LIMA/WASHINGTON - Latin American leaders will gather in Lima, Peru, on Friday at a summit the United States hopes to use to counter China’s rising influence in the region, despite U.S. President Donald Trump’s last-minute decision not to attend.
The official theme of this year’s Summit of the Americas, where heads of state in the Western Hemisphere will meet through Saturday, is corruption. Several countries attending also plan to condemn Venezuela’s upcoming election.
But U.S. and Chinese trade will loom large over talks as a heated dispute between the world’s two biggest economies continues to fan fears of a trade war.
The tensions spilled over into Latin America this week, with U.S. Commerce Secretary Wilbur Ross disparaging Chinese trade in a speech in Lima and promising that Washington will not cede leadership in the region to “authoritarian states.”
Ross said U.S. trade was better for local economies, and called on Latin American leaders to do more to lower tariffs and cut red tape.
But some who had traveled to Lima said the United States had lost sway.

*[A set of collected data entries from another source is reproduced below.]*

//! Broker limits the harness relies on.
//!
//! Every limit is explicit. Tests that probe a limit (oversized records,
//! outstanding delivery windows) read it from here instead of hard-coding it.

use std::time::Duration;

use crate::error::{ClientError, Result};

/// Limits of a broker deployment as assumed by the harness.
#[derive(Debug, Clone, Copy, PartialEq, Eq)]
pub struct Limits {
    /// Maximum size of a single record payload in bytes.
    pub max_record_bytes: usize,
    /// Maximum number of records accepted by one append call.
    pub max_records_per_append: usize,
    /// Ack timeout applied when a subscription does not set one.
    pub default_ack_timeout: Duration,
    /// Maximum number of unacknowledged deliveries held by one consumer.
    pub max_outstanding_per_consumer: usize,
}

impl Limits {
    /// Creates limits with the broker's documented defaults.
    #[must_use]
    pub const fn new() -> Self {
        Self {
            // 1 MiB records, 10k records per append.
            max_record_bytes: 1024 * 1024,
            max_records_per_append: 10_000,

            // Subscriptions redeliver after a minute without an ack.
            default_ack_timeout: Duration::from_secs(60),
            max_outstanding_per_consumer: 512,
        }
    }

    /// Validates that all limits are internally consistent.
    ///
    /// # Errors
    /// Returns an error if any limit is zero.
    pub fn validate(&self) -> Result<()> {
        if self.max_record_bytes == 0 {
            return Err(ClientError::InvalidArgument {
                name: "max_record_bytes",
                reason: "must be positive".to_string(),
            });
        }

        if self.max_records_per_append == 0 {
            return Err(ClientError::InvalidArgument {
                name: "max_records_per_append",
                reason: "must be positive".to_string(),
            });
        }

        if self.default_ack_timeout.is_zero() {
            return Err(ClientError::InvalidArgument {
                name: "default_ack_timeout",
                reason: "must be positive".to_string(),
            });
        }

        if self.max_outstanding_per_consumer == 0 {
            return Err(ClientError::InvalidArgument {
                name: "max_outstanding_per_consumer",
                reason: "must be positive".to_string(),
            });
        }

        Ok(())
    }
}

impl Default for Limits {
    fn default() -> Self {
        Self::new()
    }
}

#[cfg(test)]
mod tests {
    use super::*;

    #[test]
    fn test_default_limits_are_valid() {
        let limits = Limits::new();
        assert!(limits.validate().is_ok());
        assert_eq!(limits.max_record_bytes, 1024 * 1024);
    }

    #[test]
    fn test_zero_record_size_rejected() {
        let mut limits = Limits::new();
        limits.max_record_bytes = 0;
        assert!(limits.validate().is_err());
    }

    #[test]
    fn test_zero_ack_timeout_rejected() {
        let mut limits = Limits::new();
        limits.default_ack_timeout = Duration::ZERO;
        assert!(limits.validate().is_err());
    }
}
//! The broker client trait and the delivery types it hands out.
//!
//! Deliveries are pushed to a [`Subscriber`] through an unbounded channel.
//! Each [`Delivery`] carries a [`Responder`] that can be used exactly once:
//! `ack` and `nack` consume it, so a delivery moves from pending to acked at
//! most once on the consumer side. Responders are `Send`, which lets one
//! consumer park a delivery in a shared pool and another consumer of the
//! same subscription acknowledge it later.

use std::fmt;
use std::sync::Arc;

use async_trait::async_trait;
use tokio::sync::mpsc;

use crate::error::Result;
use crate::record::{ReceivedRecord, Record, RecordId, StreamInfo, Subscription};

/// Client-facing operations of a broker node.
///
/// Implementations must be `Send + Sync` for use across producer and
/// consumer tasks.
#[async_trait]
pub trait BrokerClient: Send + Sync + 'static {
    /// Returns the address of the node this client talks to.
    fn address(&self) -> &str;

    /// Creates a stream.
    ///
    /// # Errors
    ///
    /// Fails with `AlreadyExists` if a stream with this name exists.
    async fn create_stream(&self, name: &str) -> Result<()>;

    /// Lists all streams.
    ///
    /// # Errors
    ///
    /// Returns an error if the node cannot be reached.
    async fn list_streams(&self) -> Result<Vec<StreamInfo>>;

    /// Deletes a stream.
    ///
    /// # Errors
    ///
    /// Fails with `NotFound` if the stream does not exist.
    async fn delete_stream(&self, name: &str) -> Result<()>;

    /// Creates a subscription bound to an existing stream.
    ///
    /// # Errors
    ///
    /// Fails with `NotFound` if the stream does not exist and with
    /// `AlreadyExists` if the subscription id is taken.
    async fn create_subscription(&self, subscription: &Subscription) -> Result<()>;

    /// Lists all subscriptions.
    ///
    /// # Errors
    ///
    /// Returns an error if the node cannot be reached.
    async fn list_subscriptions(&self) -> Result<Vec<Subscription>>;

    /// Deletes a subscription.
    ///
    /// # Errors
    ///
    /// Fails with `NotFound` if the subscription does not exist.
    async fn delete_subscription(&self, id: &str) -> Result<()>;

    /// Appends records to a stream as one batch.
    ///
    /// On success the returned identifiers are in the same order as
    /// `records`. On failure no record of the batch is written.
    ///
    /// # Errors
    ///
    /// Fails with `NotFound` if the stream does not exist and with
    /// `RecordTooLarge` if any record exceeds the maximum record size.
    async fn append(&self, stream: &str, records: Vec<Record>) -> Result<Vec<RecordId>>;

    /// Attaches a named consumer to a subscription.
    ///
    /// # Errors
    ///
    /// Fails with `NotFound` if the subscription does not exist.
    async fn subscribe(&self, subscription: &str, consumer: &str) -> Result<Subscriber>;
}

/// A shareable, type-erased broker client.
pub type SharedClient = Arc<dyn BrokerClient>;

/// Connects clients to node addresses.
///
/// The orchestrator only knows addresses; a factory turns an address into a
/// client of whatever transport the broker under test speaks.
#[async_trait]
pub trait ClientFactory: Send + Sync + 'static {
    /// Connects to the node at `address`.
    ///
    /// # Errors
    ///
    /// Fails with `Unavailable` if nothing answers at `address`.
    async fn connect(&self, address: &str) -> Result<SharedClient>;
}

/// Receiving side of acknowledgments for one subscription.
pub trait AckSink: Send + Sync + 'static {
    /// Finalizes the delivery of `id`.
    fn ack(&self, id: RecordId);

    /// Refuses the delivery of `id`, asking for redelivery.
    fn nack(&self, id: RecordId);
}

/// Single-use acknowledgment handle for one delivery.
pub struct Responder {
    id: RecordId,
    sink: Arc<dyn AckSink>,
}

impl Responder {
    /// Creates a responder for `id` that reports to `sink`.
    #[must_use]
    pub fn new(id: RecordId, sink: Arc<dyn AckSink>) -> Self {
        Self { id, sink }
    }

    /// Returns the identifier of the delivered record.
    #[must_use]
    pub const fn id(&self) -> RecordId {
        self.id
    }

    /// Acknowledges the delivery.
    pub fn ack(self) {
        self.sink.ack(self.id);
    }

    /// Negatively acknowledges the delivery.
    pub fn nack(self) {
        self.sink.nack(self.id);
    }
}

impl fmt::Debug for Responder {
    fn fmt(&self, f: &mut fmt::Formatter<'_>) -> fmt::Result {
        f.debug_struct("Responder").field("id", &self.id).finish()
    }
}

/// One delivery of a record to a consumer.
#[derive(Debug)]
pub struct Delivery {
    /// The delivered record.
    pub record: ReceivedRecord,
    /// How many times this record has been handed out, starting at 1.
    pub attempt: u32,
    /// Acknowledgment handle.
    pub responder: Responder,
}

/// A named consumer attached to a subscription.
///
/// Dropping the subscriber detaches the consumer from its group.
pub struct Subscriber {
    subscription: String,
    consumer: String,
    deliveries: mpsc::UnboundedReceiver<Delivery>,
    on_detach: Option<Box<dyn FnOnce() + Send>>,
}

impl Subscriber {
    /// Creates a subscriber over a delivery channel.
    ///
    /// `on_detach` runs exactly once, when the subscriber is dropped.
    #[must_use]
    pub fn new(
        subscription: impl Into<String>,
        consumer: impl Into<String>,
        deliveries: mpsc::UnboundedReceiver<Delivery>,
        on_detach: impl FnOnce() + Send + 'static,
    ) -> Self {
        Self {
            subscription: subscription.into(),
            consumer: consumer.into(),
            deliveries,
            on_detach: Some(Box::new(on_detach)),
        }
    }

    /// Returns the subscription id.
    #[must_use]
    pub fn subscription(&self) -> &str {
        &self.subscription
    }

    /// Returns the consumer name.
    #[must_use]
    pub fn consumer(&self) -> &str {
        &self.consumer
    }

    /// Waits for the next delivery.
    ///
    /// Returns `None` once the broker has dropped this consumer.
    pub async fn recv(&mut self) -> Option<Delivery> {
        self.deliveries.recv().await
    }

    /// Returns the next delivery if one is already queued.
    pub fn try_recv(&mut self) -> Option<Delivery> {
        self.deliveries.try_recv().ok()
    }
}

impl fmt::Debug for Subscriber {
    fn fmt(&self, f: &mut fmt::Formatter<'_>) -> fmt::Result {
        f.debug_struct("Subscriber")
            .field("subscription", &self.subscription)
            .field("consumer", &self.consumer)
            .finish_non_exhaustive()
    }
}

impl Drop for Subscriber {
    fn drop(&mut self) {
        if let Some(detach) = self.on_detach.take() {
            detach();
        }
    }
}

#[cfg(test)]
mod tests {
    use std::sync::Mutex;

    use super::*;
    use crate::record::Record;

    #[derive(Default)]
    struct RecordingSink {
        acks: Mutex<Vec<RecordId>>,
        nacks: Mutex<Vec<RecordId>>,
    }

    impl AckSink for RecordingSink {
        fn ack(&self, id: RecordId) {
            self.acks.lock().unwrap().push(id);
        }

        fn nack(&self, id: RecordId) {
            self.nacks.lock().unwrap().push(id);
        }
    }

    #[test]
    fn test_responder_reports_to_sink() {
        let sink = Arc::new(RecordingSink::default());
        Responder::new(RecordId::new(1, 0), sink.clone()).ack();
        Responder::new(RecordId::new(1, 1), sink.clone()).nack();

        assert_eq!(*sink.acks.lock().unwrap(), vec![RecordId::new(1, 0)]);
        assert_eq!(*sink.nacks.lock().unwrap(), vec![RecordId::new(1, 1)]);
    }

    #[tokio::test]
    async fn test_subscriber_detaches_on_drop() {
        let detached = Arc::new(Mutex::new(false));
        let (tx, rx) = mpsc::unbounded_channel();
        let flag = detached.clone();
        let mut subscriber = Subscriber::new("sub", "c1", rx, move || {
            *flag.lock().unwrap() = true;
        });

        let sink = Arc::new(RecordingSink::default());
        tx.send(Delivery {
            record: ReceivedRecord {
                id: RecordId::new(3, 0),
                record: Record::raw(vec![1u8]),
            },
            attempt: 1,
            responder: Responder::new(RecordId::new(3, 0), sink),
        })
        .unwrap();

        let delivery = subscriber.recv().await.unwrap();
        assert_eq!(delivery.record.id, RecordId::new(3, 0));
        assert!(!*detached.lock().unwrap());

        drop(subscriber);
        assert!(*detached.lock().unwrap());
    }
}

“Trump’s plan seems to be to ensure the U.S. is no longer the world’s leader,” Gustavo Grobocopatel, the chief executive of an Argentine agricultural group, told Reuters at a joint summit for business leaders on Thursday.

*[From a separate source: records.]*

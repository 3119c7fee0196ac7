//! Payload shapes and deterministic payload generation.
//!
//! Every generator is seeded, so a failing run can be replayed with the same
//! payloads. Payloads are compared by [`Payload::fingerprint`], which makes
//! raw and structured records interchangeable for verification.

use bytes::Bytes;
use rand::{Rng, RngCore, SeedableRng};
use rand_chacha::ChaCha8Rng;
use rill_client::{Payload, Record};
use serde_json::{Map, Value};

/// Default size of generated raw payloads.
pub const DEFAULT_RAW_SIZE: usize = 128;

/// The shape of generated payloads.
#[derive(Debug, Clone, PartialEq, Eq)]
pub enum PayloadShape {
    /// Random bytes of the given size.
    Raw {
        /// Payload size in bytes.
        size: usize,
    },
    /// Small key-value objects.
    Structured,
    /// Randomly alternates raw payloads of `size` bytes and structured ones.
    Mixed {
        /// Size of the raw payloads.
        size: usize,
    },
    /// The same bytes for every record.
    Fixed(Bytes),
}

impl Default for PayloadShape {
    fn default() -> Self {
        Self::Raw {
            size: DEFAULT_RAW_SIZE,
        }
    }
}

/// Deterministic payload source.
#[derive(Debug, Clone)]
pub struct PayloadGenerator {
    shape: PayloadShape,
    rng: ChaCha8Rng,
    sequence: u64,
}

impl PayloadGenerator {
    /// Creates a generator for `shape` seeded with `seed`.
    #[must_use]
    pub fn new(shape: PayloadShape, seed: u64) -> Self {
        Self {
            shape,
            rng: ChaCha8Rng::seed_from_u64(seed),
            sequence: 0,
        }
    }

    /// Returns the shape this generator produces.
    #[must_use]
    pub const fn shape(&self) -> &PayloadShape {
        &self.shape
    }

    /// Produces the next payload.
    pub fn next_payload(&mut self) -> Payload {
        self.sequence += 1;
        match &self.shape {
            PayloadShape::Raw { size } => Payload::Raw(self.random_bytes(*size)),
            PayloadShape::Structured => Payload::Structured(self.structured()),
            PayloadShape::Mixed { size } => {
                if self.rng.gen_bool(0.5) {
                    Payload::Raw(self.random_bytes(*size))
                } else {
                    Payload::Structured(self.structured())
                }
            }
            PayloadShape::Fixed(bytes) => Payload::Raw(bytes.clone()),
        }
    }

    /// Produces the next payload as an un-keyed record.
    pub fn next_record(&mut self) -> Record {
        Record {
            payload: self.next_payload(),
            ordering_key: None,
        }
    }

    fn random_bytes(&mut self, size: usize) -> Bytes {
        let mut data = vec![0u8; size];
        self.rng.fill_bytes(&mut data);
        Bytes::from(data)
    }

    fn structured(&mut self) -> Map<String, Value> {
        let mut fields = Map::new();
        fields.insert("seq".to_string(), Value::from(self.sequence));
        fields.insert(
            "name".to_string(),
            Value::from(format!("record-{}", self.sequence)),
        );
        fields.insert("value".to_string(), Value::from(self.rng.gen::<u32>()));
        fields.insert("flag".to_string(), Value::from(self.rng.gen_bool(0.5)));
        fields
    }
}
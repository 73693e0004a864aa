/// Canonicalizes extracted or submitted text.
///
/// Line endings are unified to `\n`, every line is trimmed, and the joined
/// result is trimmed. Applying it twice yields the same string.
pub fn normalize_text(text: &str) -> String {
    let unified = text.replace("\r\n", "\n").replace('\r', "\n");
    unified
        .split('\n')
        .map(str::trim)
        .collect::<Vec<_>>()
        .join("\n")
        .trim()
        .to_string()
}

In the past week, Trump has threatened to slap more tariffs on Chinese goods, said he was in no hurry to reach a deal on the renegotiation of the North American Free Trade Agreement (NAFTA), and ordered his advisors to study rejoining the TPP.
Former U.S. President Barack Obama had pitched the TPP, or Trans Pacific Partnership, as a way to give the United States an edge over China in a fast-growing region that includes large swaths of Latin America. But Trump called the TPP a job-killer and withdrew the United States from the multilateral trade deal in one of his first acts as president. (Reuters)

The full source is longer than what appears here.